### Instructions to follow
For every entry, output the exact wording.

───── Records supplied

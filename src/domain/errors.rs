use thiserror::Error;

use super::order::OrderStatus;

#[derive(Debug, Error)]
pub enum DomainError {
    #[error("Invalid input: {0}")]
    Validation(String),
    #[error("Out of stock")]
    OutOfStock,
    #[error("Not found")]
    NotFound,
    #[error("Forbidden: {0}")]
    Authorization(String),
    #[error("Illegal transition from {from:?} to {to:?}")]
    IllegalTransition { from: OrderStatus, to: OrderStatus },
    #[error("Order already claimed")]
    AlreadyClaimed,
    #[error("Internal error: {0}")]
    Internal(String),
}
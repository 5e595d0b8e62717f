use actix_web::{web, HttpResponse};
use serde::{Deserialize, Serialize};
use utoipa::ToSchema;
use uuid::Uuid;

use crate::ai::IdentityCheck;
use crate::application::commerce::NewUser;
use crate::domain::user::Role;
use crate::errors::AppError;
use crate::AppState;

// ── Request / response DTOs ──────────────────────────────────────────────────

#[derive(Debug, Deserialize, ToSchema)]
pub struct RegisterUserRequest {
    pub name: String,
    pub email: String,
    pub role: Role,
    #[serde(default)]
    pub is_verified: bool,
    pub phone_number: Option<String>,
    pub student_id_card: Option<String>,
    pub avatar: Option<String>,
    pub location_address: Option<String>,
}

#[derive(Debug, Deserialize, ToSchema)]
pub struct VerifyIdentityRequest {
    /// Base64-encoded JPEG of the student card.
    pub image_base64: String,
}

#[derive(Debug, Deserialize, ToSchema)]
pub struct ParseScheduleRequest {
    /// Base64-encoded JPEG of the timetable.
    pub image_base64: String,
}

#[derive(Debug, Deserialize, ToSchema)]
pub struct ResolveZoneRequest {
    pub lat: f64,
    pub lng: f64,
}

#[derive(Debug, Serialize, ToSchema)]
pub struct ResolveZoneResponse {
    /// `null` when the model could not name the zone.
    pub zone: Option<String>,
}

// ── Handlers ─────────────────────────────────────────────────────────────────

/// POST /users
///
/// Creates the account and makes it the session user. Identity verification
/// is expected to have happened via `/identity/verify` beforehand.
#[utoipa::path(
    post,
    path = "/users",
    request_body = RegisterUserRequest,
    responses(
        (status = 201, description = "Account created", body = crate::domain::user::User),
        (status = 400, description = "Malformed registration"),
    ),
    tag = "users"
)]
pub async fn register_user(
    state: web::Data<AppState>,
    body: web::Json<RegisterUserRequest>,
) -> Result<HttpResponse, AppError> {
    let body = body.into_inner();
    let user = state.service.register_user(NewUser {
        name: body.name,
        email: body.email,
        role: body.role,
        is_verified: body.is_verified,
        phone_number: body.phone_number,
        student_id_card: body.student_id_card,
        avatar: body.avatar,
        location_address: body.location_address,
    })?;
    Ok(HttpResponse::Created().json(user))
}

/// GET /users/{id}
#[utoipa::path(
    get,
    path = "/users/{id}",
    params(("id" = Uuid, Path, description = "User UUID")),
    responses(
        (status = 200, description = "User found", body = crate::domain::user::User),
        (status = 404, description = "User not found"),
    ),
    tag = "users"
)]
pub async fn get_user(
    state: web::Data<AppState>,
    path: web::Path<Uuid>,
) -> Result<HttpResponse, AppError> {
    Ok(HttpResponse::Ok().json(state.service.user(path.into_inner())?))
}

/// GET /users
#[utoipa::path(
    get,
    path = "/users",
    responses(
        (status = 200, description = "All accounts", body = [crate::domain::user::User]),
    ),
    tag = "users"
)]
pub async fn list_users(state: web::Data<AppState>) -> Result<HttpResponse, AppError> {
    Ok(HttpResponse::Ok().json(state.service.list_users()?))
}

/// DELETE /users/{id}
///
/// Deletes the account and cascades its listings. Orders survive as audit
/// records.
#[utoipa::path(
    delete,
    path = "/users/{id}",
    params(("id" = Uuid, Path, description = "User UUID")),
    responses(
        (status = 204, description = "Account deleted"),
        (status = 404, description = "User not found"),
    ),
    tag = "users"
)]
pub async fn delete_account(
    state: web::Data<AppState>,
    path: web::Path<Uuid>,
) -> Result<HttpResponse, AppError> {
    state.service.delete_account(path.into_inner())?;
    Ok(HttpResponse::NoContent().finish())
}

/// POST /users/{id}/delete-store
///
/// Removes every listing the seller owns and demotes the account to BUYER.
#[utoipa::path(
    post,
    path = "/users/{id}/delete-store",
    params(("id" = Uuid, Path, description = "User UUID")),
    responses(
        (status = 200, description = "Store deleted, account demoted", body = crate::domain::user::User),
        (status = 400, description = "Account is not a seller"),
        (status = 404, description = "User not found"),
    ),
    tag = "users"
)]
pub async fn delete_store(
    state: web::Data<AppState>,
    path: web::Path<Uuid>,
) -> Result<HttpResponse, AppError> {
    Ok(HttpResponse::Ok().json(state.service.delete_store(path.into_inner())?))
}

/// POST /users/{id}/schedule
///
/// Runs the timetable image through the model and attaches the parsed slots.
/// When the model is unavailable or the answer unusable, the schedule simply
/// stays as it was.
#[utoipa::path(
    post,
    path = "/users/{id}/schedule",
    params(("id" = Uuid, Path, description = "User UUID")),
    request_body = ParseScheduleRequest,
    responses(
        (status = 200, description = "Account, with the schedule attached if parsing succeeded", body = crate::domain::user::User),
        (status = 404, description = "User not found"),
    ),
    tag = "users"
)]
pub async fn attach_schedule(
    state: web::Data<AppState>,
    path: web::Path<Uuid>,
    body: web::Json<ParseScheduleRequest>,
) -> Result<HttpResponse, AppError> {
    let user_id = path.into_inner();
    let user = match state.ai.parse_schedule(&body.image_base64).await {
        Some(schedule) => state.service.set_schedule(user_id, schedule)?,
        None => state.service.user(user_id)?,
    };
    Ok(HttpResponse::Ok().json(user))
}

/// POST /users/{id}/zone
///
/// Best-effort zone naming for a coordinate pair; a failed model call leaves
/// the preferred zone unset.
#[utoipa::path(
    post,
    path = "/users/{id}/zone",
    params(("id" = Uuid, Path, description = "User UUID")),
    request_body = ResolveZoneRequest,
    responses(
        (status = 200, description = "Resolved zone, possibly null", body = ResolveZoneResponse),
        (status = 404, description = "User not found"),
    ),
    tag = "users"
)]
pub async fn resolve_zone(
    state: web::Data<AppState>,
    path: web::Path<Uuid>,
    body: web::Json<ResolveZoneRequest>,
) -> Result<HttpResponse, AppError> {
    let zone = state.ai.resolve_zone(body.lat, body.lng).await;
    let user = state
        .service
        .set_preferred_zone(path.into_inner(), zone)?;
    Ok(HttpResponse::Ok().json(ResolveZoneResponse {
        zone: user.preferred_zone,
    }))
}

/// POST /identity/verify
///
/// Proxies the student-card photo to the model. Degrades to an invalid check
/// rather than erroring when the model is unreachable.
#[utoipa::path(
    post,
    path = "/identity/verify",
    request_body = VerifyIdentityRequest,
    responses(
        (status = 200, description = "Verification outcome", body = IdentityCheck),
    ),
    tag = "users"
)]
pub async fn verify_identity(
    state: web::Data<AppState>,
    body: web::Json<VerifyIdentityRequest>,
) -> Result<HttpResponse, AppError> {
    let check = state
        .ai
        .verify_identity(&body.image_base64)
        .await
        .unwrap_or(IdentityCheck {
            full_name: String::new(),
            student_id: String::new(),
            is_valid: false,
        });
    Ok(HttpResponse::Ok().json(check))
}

──────────

### Problem solution
filename src/domain/errors.rs
use thiserror::Error;

use super::order::OrderStatus;

#[derive(Debug, Error)]
pub enum DomainError {
    #[error("Invalid input: {0}")]
    Validation(String),
    #[error("Out of stock")]
    OutOfStock,
    #[error("Not found")]
    NotFound,
    #[error("Forbidden: {0}")]
    Authorization(String),
    #[error("Illegal transition from {from:?} to {to:?}")]
    IllegalTransition { from: OrderStatus, to: OrderStatus },
    #[error("Order already claimed")]
    AlreadyClaimed,
    #[error("Internal error: {0}")]
    Internal(String),
}
repository 5e595d0b8e62717f
use actix_web::{web, HttpResponse};
use serde::{Deserialize, Serialize};
use utoipa::ToSchema;
use uuid::Uuid;

use crate::ai::IdentityCheck;
use crate::application::commerce::NewUser;
use crate::domain::user::Role;
use crate::errors::AppError;
use crate::AppState;

// ── Request / response DTOs ──────────────────────────────────────────────────

#[derive(Debug, Deserialize, ToSchema)]
pub struct RegisterUserRequest {
    pub name: String,
    pub email: String,
    pub role: Role,
    #[serde(default)]
    pub is_verified: bool,
    pub phone_number: Option<String>,
    pub student_id_card: Option<String>,
    pub avatar: Option<String>,
    pub location_address: Option<String>,
}

#[derive(Debug, Deserialize, ToSchema)]
pub struct VerifyIdentityRequest {
    /// Base64-encoded JPEG of the student card.
    pub image_base64: String,
}

#[derive(Debug, Deserialize, ToSchema)]
pub struct ParseScheduleRequest {
    /// Base64-encoded JPEG of the timetable.
    pub image_base64: String,
}

#[derive(Debug, Deserialize, ToSchema)]
pub struct ResolveZoneRequest {
    pub lat: f64,
    pub lng: f64,
}

#[derive(Debug, Serialize, ToSchema)]
pub struct ResolveZoneResponse {
    /// `null` when the model could not name the zone.
    pub zone: Option<String>,
}

// ── Handlers ─────────────────────────────────────────────────────────────────

/// POST /users
///
/// Creates the account and makes it the session user. Identity verification
/// is expected to have happened via `/identity/verify` beforehand.
#[utoipa::path(
    post,
    path = "/users",
    request_body = RegisterUserRequest,
    responses(
        (status = 201, description = "Account created", body = crate::domain::user::User),
        (status = 400, description = "Malformed registration"),
    ),
    tag = "users"
)]
pub async fn register_user(
    state: web::Data<AppState>,
    body: web::Json<RegisterUserRequest>,
) -> Result<HttpResponse, AppError> {
    let body = body.into_inner();
    let user = state.service.register_user(NewUser {
        name: body.name,
        email: body.email,
        role: body.role,
        is_verified: body.is_verified,
        phone_number: body.phone_number,
        student_id_card: body.student_id_card,
        avatar: body.avatar,
        location_address: body.location_address,
    })?;
    Ok(HttpResponse::Created().json(user))
}

/// GET /users/{id}
#[utoipa::path(
    get,
    path = "/users/{id}",
    params(("id" = Uuid, Path, description = "User UUID")),
    responses(
        (status = 200, description = "User found", body = crate::domain::user::User),
        (status = 404, description = "User not found"),
    ),
    tag = "users"
)]
pub async fn get_user(
    state: web::Data<AppState>,
    path: web::Path<Uuid>,
) -> Result<HttpResponse, AppError> {
    Ok(HttpResponse::Ok().json(state.service.user(path.into_inner())?))
}

/// GET /users
#[utoipa::path(
    get,
    path = "/users",
    responses(
        (status = 200, description = "All accounts", body = [crate::domain::user::User]),
    ),
    tag = "users"
)]
pub async fn list_users(state: web::Data<AppState>) -> Result<HttpResponse, AppError> {
    Ok(HttpResponse::Ok().json(state.service.list_users()?))
}

/// DELETE /users/{id}
///
/// Deletes the account and cascades its listings. Orders survive as audit
/// records.
#[utoipa::path(
    delete,
    path = "/users/{id}",
    params(("id" = Uuid, Path, description = "User UUID")),
    responses(
        (status = 204, description = "Account deleted"),
        (status = 404, description = "User not found"),
    ),
    tag = "users"
)]
pub async fn delete_account(
    state: web::Data<AppState>,
    path: web::Path<Uuid>,
) -> Result<HttpResponse, AppError> {
    state.service.delete_account(path.into_inner())?;
    Ok(HttpResponse::NoContent().finish())
}

/// POST /users/{id}/delete-store
///
/// Removes every listing the seller owns and demotes the account to BUYER.
#[utoipa::path(
    post,
    path = "/users/{id}/delete-store",
    params(("id" = Uuid, Path, description = "User UUID")),
    responses(
        (status = 200, description = "Store deleted, account demoted", body = crate::domain::user::User),
        (status = 400, description = "Account is not a seller"),
        (status = 404, description = "User not found"),
    ),
    tag = "users"
)]
pub async fn delete_store(
    state: web::Data<AppState>,
    path: web::Path<Uuid>,
) -> Result<HttpResponse, AppError> {
    Ok(HttpResponse::Ok().json(state.service.delete_store(path.into_inner())?))
}

/// POST /users/{id}/schedule
///
/// Runs the timetable image through the model and attaches the parsed slots.
/// When the model is unavailable or the answer unusable, the schedule simply
/// stays as it was.
#[utoipa::path(
    post,
    path = "/users/{id}/schedule",
    params(("id" = Uuid, Path, description = "User UUID")),
    request_body = ParseScheduleRequest,
    responses(
        (status = 200, description = "Account, with the schedule attached if parsing succeeded", body = crate::domain::user::User),
        (status = 404, description = "User not found"),
    ),
    tag = "users"
)]
pub async fn attach_schedule(
    state: web::Data<AppState>,
    path: web::Path<Uuid>,
    body: web::Json<ParseScheduleRequest>,
) -> Result<HttpResponse, AppError> {
    let user_id = path.into_inner();
    let user = match state.ai.parse_schedule(&body.image_base64).await {
        Some(schedule) => state.service.set_schedule(user_id, schedule)?,
        None => state.service.user(user_id)?,
    };
    Ok(HttpResponse::Ok().json(user))
}

/// POST /users/{id}/zone
///
/// Best-effort zone naming for a coordinate pair; a failed model call leaves
/// the preferred zone unset.
#[utoipa::path(
    post,
    path = "/users/{id}/zone",
    params(("id" = Uuid, Path, description = "User UUID")),
    request_body = ResolveZoneRequest,
    responses(
        (status = 200, description = "Resolved zone, possibly null", body = ResolveZoneResponse),
        (status = 404, description = "User not found"),
    ),
    tag = "users"
)]
pub async fn resolve_zone(
    state: web::Data<AppState>,
    path: web::Path<Uuid>,
    body: web::Json<ResolveZoneRequest>,
) -> Result<HttpResponse, AppError> {
    let zone = state.ai.resolve_zone(body.lat, body.lng).await;
    let user = state
        .service
        .set_preferred_zone(path.into_inner(), zone)?;
    Ok(HttpResponse::Ok().json(ResolveZoneResponse {
        zone: user.preferred_zone,
    }))
}

/// POST /identity/verify
///
/// Proxies the student-card photo to the model. Degrades to an invalid check
/// rather than erroring when the model is unreachable.
#[utoipa::path(
    post,
    path = "/identity/verify",
    request_body = VerifyIdentityRequest,
    responses(
        (status = 200, description = "Verification outcome", body = IdentityCheck),
    ),
    tag = "users"
)]
pub async fn verify_identity(
    state: web::Data<AppState>,
    body: web::Json<VerifyIdentityRequest>,
) -> Result<HttpResponse, AppError> {
    let check = state
        .ai
        .verify_identity(&body.image_base64)
        .await
        .unwrap_or(IdentityCheck {
            full_name: String::new(),
            student_id: String::new(),
            is_valid: false,
        });
    Ok(HttpResponse::Ok().json(check))
}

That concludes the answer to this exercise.